なお、SNS・掲示板のIPアドレスとプロバイダのアクセスログの保管期間は、一般的に3~6ヶ月とされています。

これ以上経つと投稿者の特定が難しくなるので、誹謗中傷を受けたら速やかに情報開示請求を行いましょう。

 

 

誹謗中傷した投稿者の特定にかかる費用相場

SNS・サイト管理者やプロバイダが情報開示に応じなかった場合、裁判手続を利用する必要があり、それには費用が発生します。

また、その場合はインターネット上の誹謗中傷の問題に強い弁護士に依頼して、対応してもらうケースが一般的です。

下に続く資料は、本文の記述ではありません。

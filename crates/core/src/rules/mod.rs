//! Rule evaluator for dynamic value logic.
//!
//! Values declare pricing and eligibility logic as small expressions
//! (`balance_rule`, `redemption_rule`, `discount_seller_liability_rule`).
//! This module implements:
//! - Tokenizing and parsing rule source into an AST
//! - Evaluation against a typed, read-only context
//! - A content-addressed cache of compiled rules

pub mod ast;
pub mod cache;
pub mod context;
pub mod error;
pub mod evaluator;
pub mod parser;
pub mod value;

pub use cache::RuleCache;
pub use context::{RuleContext, ValueContext};
pub use error::RuleError;
pub use evaluator::CompiledRule;
pub use value::RuleValue;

弁護士を利用して発信者の身元を特定する場合にかかる費用相場は以下のとおりです。

 

着手金 報酬金 裁判費用
裁判を行う場合 約20~30万円 約15~20万円 6万円
裁判をしない場合 約5~10万円 約15万円

 

裁判をしない場合、着手金と報酬金を含めて20~25万円が目安です。

しかし、裁判をするとなると着手金と報酬金の相場は高くなり、それに加えて裁判費用も必要となり、合計35~50万円程の費用がかかります。

実際の費用は弁護士によって異なり、また削除依頼や損害賠償請求にも応じてもらうかどうかによっても変わってくるでしょう。

そのため、複数の弁護士に見積もりをとり、料金を比較することをおすすめします。

 

 

インターネット上の誹謗中傷の書き込みを行った人は特定が難しいと思われがちですが、SNS・サイトの管理者やプロバイダに発信者情報開示請求を行うことで特定が可能です。

ただし、IPアドレスやアクセスログの保管期間が存在するため、誹謗中傷を早期に発見する体制を整えて、速やかに情報開示請求ができるようにする必要があります。

すぐに対応できるようにモニタリングや対策などを行いたい時は、誹謗中傷や風評被害のプロに相談することも検討してみましょう。